If you use this formula in Excel =(2010-1910)/(100%+X%)+1910 and replace X with the percentage of increase you want, it will tell you what year you get 2010 basic science.

I expect someone who knew anything about math or Excel could make a better formula.

But, there are all kinds of caveats on this accelerated research.

All kinds of things limit the speed that basic scientific research happens. If you are looking for sub-atomic particles, you need a particle accelerator, so the basic research is limited by the available technology. This will be more true in some fields than others.

All kinds of things limit the practical application of the deployment of technology. You can’t build a Sopwith Camel out of carbon-fibre until you make the machinery that makes carbon fibre. You need to have the material technology, and you need to make the machines that make the thing you want.

Scientific/Industrial progress is really a pyramid of giants standing on the shoulders of giants.
 
If basic research increases at a 10% rate, then you would be about one month ahead by the end of 1910, and about a decade ahead by the end of 2010.
If basic research increases at a 20% rate, then you would be about two months ahead by the end of 1910, and about two decades ahead by the end of 2010.

How that would translate into hardware is very hard to say. Stuff like engineering and material science is practical research. There are other factors, like encountering real world tests, like wars, that invalidate commonly held ideas.

Research and development also do not happen in smooth curves.
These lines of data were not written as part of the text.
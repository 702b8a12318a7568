//! Port traits — the boundary between the ranging/strip core and the
//! platform.
//!
//! ```text
//!   Adapter ──▶ Port trait ──▶ DistanceSensor / LedController
//! ```
//!
//! | Port               | Device adapter            | Host adapter              |
//! |--------------------|---------------------------|---------------------------|
//! | `ConfigStore`      | `adapters::nvs` (NVS)     | `adapters::nvs` (HashMap) |
//! | `MonotonicClock`   | `adapters::time` (esp_timer) | `adapters::time` (Instant) |
//! | `StripTransmitter` | `adapters::rmt_strip`     | `adapters::console_strip` |
//!
//! The trigger line and the trigger-pulse delay use the `embedded-hal`
//! `OutputPin` / `DelayNs` traits directly rather than a local port.

use core::time::Duration;

// ───────────────────────────────────────────────────────────────
// Configuration store (driven adapter: persisted settings → core)
// ───────────────────────────────────────────────────────────────

/// Read-only access to persisted integer settings.
pub trait ConfigStore {
    /// Look up `key`.  A key that was never written yields
    /// [`ConfigError::NotFound`], which callers may treat as "use default".
    fn get_i32(&self, key: &'static str) -> Result<i32, ConfigError>;
}

// ───────────────────────────────────────────────────────────────
// Monotonic clock
// ───────────────────────────────────────────────────────────────

/// Microsecond monotonic time source.
pub trait MonotonicClock {
    fn now_us(&self) -> u64;
}

// ───────────────────────────────────────────────────────────────
// Strip transmitter (driven adapter: core → LED peripheral)
// ───────────────────────────────────────────────────────────────

/// Pushes one serialized frame to the LED strip.
///
/// `wire` is already in the strip's component order (3 bytes per LED).
/// Implementations must generate the bit timing with a peripheral, append
/// the reset latch, and block until the hardware reports completion or
/// `timeout` elapses.
pub trait StripTransmitter {
    fn transmit(&mut self, wire: &[u8], timeout: Duration) -> Result<(), TransmitError>;
}

// ───────────────────────────────────────────────────────────────
// Error types
// ───────────────────────────────────────────────────────────────

/// Errors from [`ConfigStore`] operations.
#[derive(Debug, Clone, Copy, PartialEq, Eq)]
pub enum ConfigError {
    /// No value stored under this key.
    NotFound(&'static str),
    /// A value failed range validation.  Names the field and the range.
    ValidationFailed(&'static str),
    /// Storage backend error code.
    IoError(i32),
}

/// Errors from [`StripTransmitter::transmit`].
#[derive(Debug, Clone, Copy, PartialEq, Eq)]
pub enum TransmitError {
    /// The peripheral did not confirm completion within the timeout.
    Timeout,
    /// The peripheral refused the frame (ESP-IDF error code).
    Rejected(i32),
}

impl core::fmt::Display for ConfigError {
    fn fmt(&self, f: &mut core::fmt::Formatter<'_>) -> core::fmt::Result {
        match self {
            Self::NotFound(key) => write!(f, "key '{}' not found", key),
            Self::ValidationFailed(msg) => write!(f, "validation failed: {}", msg),
            Self::IoError(rc) => write!(f, "I/O error (rc={})", rc),
        }
    }
}

impl core::fmt::Display for TransmitError {
    fn fmt(&self, f: &mut core::fmt::Formatter<'_>) -> core::fmt::Result {
        match self {
            Self::Timeout => write!(f, "transmission not confirmed in time"),
            Self::Rejected(rc) => write!(f, "transmission rejected (rc={})", rc),
        }
    }
}

impl std::error::Error for ConfigError {}
impl std::error::Error for TransmitError {}
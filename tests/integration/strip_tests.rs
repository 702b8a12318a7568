//! Integration tests for the LED controller, its snapshot and the host
//! strip adapter.

use std::sync::atomic::{AtomicBool, Ordering};
use std::sync::Arc;
use std::thread;
use std::time::Duration;

use rangeguide::adapters::console_strip::ConsoleStrip;
use rangeguide::config::{LedConfig, KEY_LED_BRIGHTNESS, KEY_LED_COUNT};
use rangeguide::drivers::led_strip::{LedController, Rgb};
use rangeguide::error::Error;
use rangeguide::ports::ConfigError;

use crate::mock_hw::{MemStore, MockTransmitter};

fn config(led_count: u16, brightness: u8) -> LedConfig {
    LedConfig {
        data_pin: 12,
        rmt_channel: 0,
        led_count,
        brightness,
    }
}

fn fill<T: rangeguide::ports::StripTransmitter>(leds: &mut LedController<T>, color: Rgb) {
    for i in 0..leds.count() {
        leds.set_pixel(i, color).unwrap();
    }
}

// ── Show / snapshot ──────────────────────────────────────────

#[test]
fn show_sends_grb_with_brightness_and_updates_snapshot() {
    let tx = MockTransmitter::new();
    let mut leds = LedController::new(&config(3, 128), tx.clone()).unwrap();

    leds.set_pixel(0, Rgb::RED).unwrap();
    leds.set_pixel(2, Rgb::new(0, 0, 255)).unwrap();
    assert!(leds.get_all_colors(3).iter().all(|c| c.is_off()), "nothing shown yet");

    leds.show().unwrap();

    assert_eq!(
        tx.last_frame().unwrap(),
        vec![0, 128, 0, 0, 0, 0, 0, 0, 128],
        "GRB order, brightness applied on the wire"
    );
    // The snapshot holds the unscaled colours.
    assert_eq!(
        leds.get_all_colors(10),
        vec![Rgb::RED, Rgb::OFF, Rgb::new(0, 0, 255)]
    );
}

#[test]
fn failed_show_keeps_previous_snapshot() {
    let tx = MockTransmitter::new();
    let mut leds = LedController::new(&config(4, 255), tx.clone()).unwrap();

    fill(&mut leds, Rgb::GREEN);
    leds.show().unwrap();

    fill(&mut leds, Rgb::MAGENTA);
    tx.set_failing(true);
    assert_eq!(leds.show(), Err(Error::Hardware(-1)));

    assert_eq!(leds.get_all_colors(4), vec![Rgb::GREEN; 4]);
    assert_eq!(leds.get_pixel(0), Rgb::MAGENTA, "working buffer keeps the edit");
    assert_eq!(tx.frame_count(), 1);

    tx.set_failing(false);
    leds.show().unwrap();
    assert_eq!(leds.get_all_colors(4), vec![Rgb::MAGENTA; 4]);
}

#[test]
fn index_equal_to_count_is_rejected_without_mutation() {
    let tx = MockTransmitter::new();
    let mut leds = LedController::new(&config(5, 255), tx).unwrap();
    fill(&mut leds, Rgb::BLUE);

    assert_eq!(leds.set_pixel(5, Rgb::RED), Err(Error::InvalidArgument));
    assert_eq!(leds.clear_pixel(5), Err(Error::InvalidArgument));
    assert_eq!(leds.get_pixel(5), Rgb::OFF);
    assert!((0..5).all(|i| leds.get_pixel(i) == Rgb::BLUE));
}

#[test]
fn snapshot_is_never_torn_under_concurrent_reads() {
    const LEDS: u16 = 300;
    let tx = MockTransmitter::with_latency(Duration::from_micros(50));
    let mut leds = LedController::new(&config(LEDS, 255), tx).unwrap();
    let snapshot = leds.snapshot();
    let done = Arc::new(AtomicBool::new(false));

    let readers: Vec<_> = (0..4)
        .map(|_| {
            let snapshot = snapshot.clone();
            let done = Arc::clone(&done);
            thread::spawn(move || {
                let mut checked = 0u32;
                loop {
                    let finished = done.load(Ordering::Relaxed);
                    let frame = snapshot.get_all_colors(usize::from(LEDS));
                    if !frame.is_empty() {
                        assert_eq!(frame.len(), usize::from(LEDS));
                        assert!(
                            frame.iter().all(|&c| c == frame[0]),
                            "torn frame: first {:?}",
                            frame[0]
                        );
                        checked += 1;
                    }
                    if finished {
                        break checked;
                    }
                }
            })
        })
        .collect();

    for round in 0..200 {
        let color = if round % 2 == 0 { Rgb::RED } else { Rgb::CYAN };
        fill(&mut leds, color);
        leds.show().unwrap();
    }
    done.store(true, Ordering::Relaxed);

    for r in readers {
        assert!(r.join().unwrap() > 0);
    }
    assert_eq!(snapshot.get_all_colors(1), vec![Rgb::CYAN]);
}

#[test]
fn deinit_blanks_strip_and_returns_transmitter() {
    let tx = MockTransmitter::new();
    let mut leds = LedController::new(&config(2, 255), tx).unwrap();
    fill(&mut leds, Rgb::WHITE);
    leds.show().unwrap();

    let tx = leds.deinit();
    assert_eq!(tx.last_frame().unwrap(), vec![0; 6]);
    assert_eq!(tx.frame_count(), 2);
}

// ── Configuration ────────────────────────────────────────────

#[test]
fn led_config_requires_both_keys() {
    let store = MemStore::new().with(KEY_LED_COUNT, 60);
    assert_eq!(
        LedConfig::load(&store, 12, 0),
        Err(ConfigError::NotFound(KEY_LED_BRIGHTNESS))
    );

    let store = store.with(KEY_LED_BRIGHTNESS, 64);
    let cfg = LedConfig::load(&store, 12, 0).unwrap();
    assert_eq!((cfg.led_count, cfg.brightness), (60, 64));
}

#[test]
fn led_count_above_limit_is_rejected() {
    let store = MemStore::new()
        .with(KEY_LED_COUNT, 1001)
        .with(KEY_LED_BRIGHTNESS, 10);
    assert!(matches!(
        LedConfig::load(&store, 12, 0),
        Err(ConfigError::ValidationFailed(_))
    ));
    assert!(LedController::new(&config(0, 10), MockTransmitter::new()).is_err());
}

// ── Console strip ────────────────────────────────────────────

#[test]
fn console_strip_fault_leaves_snapshot_unchanged() {
    let strip = ConsoleStrip::new();
    let faults = strip.faults();
    let mut leds = LedController::new(&config(8, 255), strip).unwrap();

    fill(&mut leds, Rgb::YELLOW);
    leds.show().unwrap();

    faults.fail_next(1);
    leds.clear_all();
    assert!(leds.show().is_err());
    assert_eq!(leds.get_all_colors(8), vec![Rgb::YELLOW; 8]);

    leds.show().unwrap();
    assert!(leds.get_all_colors(8).iter().all(|c| c.is_off()));
    assert_eq!(leds.transmitter().frames().len(), 2);
}

#[test]
fn full_length_strip_fits_show_timeout() {
    let mut leds = LedController::new(&config(1000, 255), ConsoleStrip::new()).unwrap();
    fill(&mut leds, Rgb::ORANGE);
    leds.show().unwrap();
    assert_eq!(leds.transmitter().frames()[0].len(), 3000);
}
One breakthrough discovery can lead to an explosion of consequences. Certain events, like wars, accelerate applied science.

So you cannot quite say that, starting in 1910, a 20% increase in the rate of basic research translates into the RAF having Hawker Hunters in 1945, or NASA landing on the Moon in 1959.
I was recently reading up - and also asking - a bunch of questions relating to the development of machine tools and production machinery from beginning of 19th century to present day.

Surprisingly, a lot of machine operators told me that a good deal of aircraft parts are still made on machines dating back to WW2, though they didn't give specifics, presumably because it may have been defence related.

I also read somewhere that the USSR actually made the jet engines and turbine blades on machines repatriated from occupied East Germany immediately after WW2, up till its latest models of aircraft till the late 1980s.

I was reading Simon Winchester's book, "Precision", which went into detail the history of machine production and precision engineering, and surprisingly, by the late 18th century, extremely fine tolerances were already being achieved, but it was breakthroughs in metallurgy (unusual mix of alloys) that really saw rapid development take off so quickly after WW2.

Still, I think there is a limit, especially in the area of semiconductors. I am not an expert (in fact, I am a complete amateur), but I think the development of the transistor may be the area that may be the most difficult to accelerate.
 
The thing is research and development is not a stand along thing.
Not only does it all inter connect (you need to develop the theory and the tools all together). But you need the reason behind why it was developed.
A good example of this is battery operated power tools. They got a large push by the space race. As did a lot of other technology. So unless you move the Cold War forward and have it still result in a space race vs world war, then you actually slow some development.

You are proposing a giant butterfly that accelerates EVERYTHING IN HISTORY for the last 120+ years. And this is simply impossible.
According to various things the development of penicillin was at least partially the result of a fortuitous accident. But you want to accelerate this accident. According to some stories he development of the Microwave oven (aka the “radar range” is the result of a person working on a radar project having a chocolate bar that gets in the bath of the radar and gets “heated” So we need this to move forward as well.

So we need to move everything forward and this is just not possible. And it has to be everything as it is all so interconnected..
This may be the most impossible topic we have had in a long time. It make the great sea mamma look easy to pull off.